Iranian officials accuse both Israel and the US of carrying out the assassination as part of a secret operation to stop Iran's nuclear program.

The killing came a day after Israeli military chief Lt. Gen. Benny Gantz was quoted as telling a parliamentary panel that 2012 would be a ''critical year'' for Iran, in part because of ''things that happen to it unnaturally.''

Secretary of State Hillary Rodham Clinton and Panetta made a point of publicly denying any US involvement, but the administration tied itself in knots this week over how far to go in condemning an action that could further the US goal of stalling Iranian nuclear progress.
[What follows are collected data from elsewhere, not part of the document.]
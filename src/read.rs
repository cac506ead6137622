mod character;
mod collection;
mod dec2flt;
mod dispatch;
mod ident;
mod meta;
mod number;
mod string;

use std::borrow::Cow;

use tracing::debug;

use crate::{
    arena::{AllocError, Arena, NodeId},
    error::{Error, ErrorKind, Result, Span},
    options::ParseOptions,
    scan,
    value::{Value, ValueRef},
};

/// One parsed top-level value together with the arena that owns it.
///
/// Dropping the document releases every node at once. String and identifier
/// payloads may borrow from the input, which must outlive the document.
#[derive(Debug)]
pub struct Document<'a> {
    arena: Arena<'a>,
    root: NodeId,
}

impl<'a> Document<'a> {
    #[inline]
    pub fn root(&self) -> ValueRef<'_, 'a> {
        self.arena.get(self.root)
    }

    #[inline]
    pub fn arena(&self) -> &Arena<'a> {
        &self.arena
    }
}

/// Outcome of reading one form: a value, a closing delimiter that belongs to
/// an enclosing collection (not consumed), or the end of input.
enum Form {
    Value(NodeId),
    Close(u8),
    Eof,
}

pub(crate) struct Parser<'a, 'r> {
    text: &'a str,
    bytes: &'a [u8],
    pos: usize,
    depth: usize,
    arena: Arena<'a>,
    options: ParseOptions<'r>,
}

impl<'a, 'r> Parser<'a, 'r> {
    pub(crate) fn new(input: &'a [u8], options: ParseOptions<'r>) -> Result<Self> {
        let text = scan::validate_utf8(input).map_err(|(start, end)| {
            Error::new(
                ErrorKind::InvalidUtf8,
                "input is not valid UTF-8",
                Span::new(start, end),
            )
        })?;

        Ok(Self {
            text,
            bytes: input,
            pos: 0,
            depth: 0,
            arena: Self::fresh_arena(input.len(), &options),
            options,
        })
    }

    fn fresh_arena(len: usize, options: &ParseOptions<'_>) -> Arena<'a> {
        Arena::with_limit((len / 8).max(64), options.max_nodes)
    }

    /// Reads the first value of the input; the rest of the input is ignored.
    pub(crate) fn parse_document(mut self) -> Result<Document<'a>> {
        let root = match self.read_form() {
            Ok(Form::Value(id)) => Ok(id),
            Ok(Form::Eof) => self.eof_value(),
            Ok(Form::Close(byte)) => Err(self.unmatched(byte)),
            Err(err) => Err(err),
        };
        debug_assert_eq!(self.depth, 0);

        root.map(|root| Document {
            arena: self.arena,
            root,
        })
    }

    /// Reads the next top-level value into its own arena.
    pub(crate) fn next_document(&mut self) -> Result<Option<Document<'a>>> {
        let result = self.read_form();
        debug_assert_eq!(self.depth, 0);

        match result? {
            Form::Value(root) => {
                let fresh = Self::fresh_arena(self.bytes.len() - self.pos, &self.options);
                let arena = std::mem::replace(&mut self.arena, fresh);
                Ok(Some(Document { arena, root }))
            }
            Form::Eof => Ok(None),
            Form::Close(byte) => Err(self.unmatched(byte)),
        }
    }

    fn eof_value(&mut self) -> Result<NodeId> {
        let Some(build) = self.options.eof_value else {
            return Err(self.error(
                ErrorKind::UnexpectedEof,
                "input contains no value",
                Span::new(self.pos, self.pos),
            ));
        };
        let span = Span::new(self.pos, self.pos);
        let id = build(&mut self.arena).map_err(|err| Error::from_alloc(&err, span))?;
        if id >= self.arena.len() {
            return Err(self.error(
                ErrorKind::InvalidSyntax,
                format!("eof value builder returned node {id}, which it never allocated"),
                span,
            ));
        }
        Ok(id)
    }

    #[inline]
    fn peek(&self) -> Option<u8> {
        self.bytes.get(self.pos).copied()
    }

    #[inline]
    fn peek_at(&self, offset: usize) -> Option<u8> {
        self.bytes.get(self.pos + offset).copied()
    }

    #[inline]
    fn error(&self, kind: ErrorKind, message: impl Into<Cow<'static, str>>, span: Span) -> Error {
        Error::new(kind, message, span)
    }

    fn unmatched(&self, byte: u8) -> Error {
        self.error(
            ErrorKind::UnmatchedDelimiter,
            format!("unmatched delimiter `{}`", byte as char),
            Span::new(self.pos, self.pos + 1),
        )
    }

    fn alloc(&mut self, value: Value<'a>, span: Span) -> Result<NodeId> {
        self.arena
            .alloc(value, span)
            .map_err(|err: AllocError| Error::from_alloc(&err, span))
    }

    /// Runs `read` one nesting level deeper. The depth is restored on every
    /// return path.
    fn nested<T>(&mut self, start: usize, read: impl FnOnce(&mut Self) -> Result<T>) -> Result<T> {
        if self.depth >= self.options.max_depth {
            return Err(self.error(
                ErrorKind::InvalidSyntax,
                format!("nesting exceeds the maximum depth of {}", self.options.max_depth),
                Span::new(start, start + 1),
            ));
        }
        self.depth += 1;
        let result = read(self);
        self.depth -= 1;
        result
    }

    /// Skips whitespace, comments and discarded forms, then reads one form.
    fn read_form(&mut self) -> Result<Form> {
        loop {
            self.pos = scan::skip_whitespace(self.bytes, self.pos);
            let Some(byte) = self.peek() else {
                return Ok(Form::Eof);
            };

            match byte {
                b')' | b']' | b'}' => return Ok(Form::Close(byte)),
                b'#' if self.peek_at(1) == Some(b'_') => self.discard()?,
                _ => return self.read_value(byte).map(Form::Value),
            }
        }
    }

    /// `#_ form`: reads and validates the next form, then drops its nodes.
    fn discard(&mut self) -> Result<()> {
        let start = self.pos;
        self.pos += 2;
        let mark = self.arena.len();
        self.nested(start, |parser| parser.read_operand("discard form `#_`", start))?;
        self.arena.rewind(mark);
        Ok(())
    }

    /// Reads the form that must follow a prefix such as `#tag`, `#_` or `^`.
    fn read_operand(&mut self, what: &str, start: usize) -> Result<NodeId> {
        match self.read_form()? {
            Form::Value(id) => Ok(id),
            Form::Eof => Err(self.error(
                ErrorKind::UnexpectedEof,
                format!("{what} is missing its value"),
                Span::new(start, self.pos),
            )),
            Form::Close(byte) => Err(self.error(
                ErrorKind::InvalidSyntax,
                format!("{what} is missing its value before `{}`", byte as char),
                Span::new(start, self.pos + 1),
            )),
        }
    }

    fn read_value(&mut self, byte: u8) -> Result<NodeId> {
        match byte {
            b'(' | b'[' | b'{' => self.read_collection(byte),
            b'"' => self.read_string(),
            b'\\' => self.read_char(),
            b'#' => self.read_dispatch(),
            b'^' => self.read_meta(),
            b':' => self.read_keyword(),
            b'0'..=b'9' => self.read_number(),
            b'+' | b'-' if self.peek_at(1).is_some_and(|b| b.is_ascii_digit()) => {
                self.read_number()
            }
            _ => self.read_symbol(),
        }
    }
}

/// Iterator over every top-level value of one input.
///
/// ```
/// let values: Vec<i64> = edn_rs::Reader::new(b"1 2 ; three\n 3", &Default::default())
///     .unwrap()
///     .map(|doc| doc.unwrap().root().as_int().unwrap())
///     .collect();
/// assert_eq!(values, [1, 2, 3]);
/// ```
pub struct Reader<'a, 'r> {
    parser: Parser<'a, 'r>,
    done: bool,
}

impl<'a, 'r> Reader<'a, 'r> {
    pub fn new(input: &'a [u8], options: &ParseOptions<'r>) -> Result<Self> {
        Ok(Self {
            parser: Parser::new(input, *options)?,
            done: false,
        })
    }

    /// Byte offset just past the last value read.
    pub fn position(&self) -> usize {
        self.parser.pos
    }
}

impl<'a> Iterator for Reader<'a, '_> {
    type Item = Result<Document<'a>>;

    fn next(&mut self) -> Option<Self::Item> {
        if self.done {
            return None;
        }
        match self.parser.next_document() {
            Ok(Some(doc)) => Some(Ok(doc)),
            Ok(None) => {
                self.done = true;
                None
            }
            Err(err) => {
                debug!(kind = %err.kind(), start = err.span().start, "read failed");
                self.done = true;
                Some(Err(err))
            }
        }
    }
}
The US position remains that a military strike on Iran's known nuclear facilities is undesirable because it would have unintended consequences and would probably only stall, not end, the Iranian nuclear drive.

That has been the consensus view among military leaders and policymakers for roughly five years, spanning a Republican and Democratic administration.

But during that time Iran has gotten ever closer to a potential bomb, Israel has gotten more brazen in its threats to stop an Iranian bomb by nearly any means, and the US administration's influence over Israel has declined.

Israel considers Iran its mortal enemy, and takes seriously the Iranian threat to wipe the Jewish state from the map.

The United States is Israel's strongest ally and international defender, but the allies differ over how imminent the Iranian threat has become, and how to stop it.

The strained relationship between Obama and Israeli Prime Minister Benjamin Netanyahu plays a role, as does the rise in influence of conservative political parties in Israel.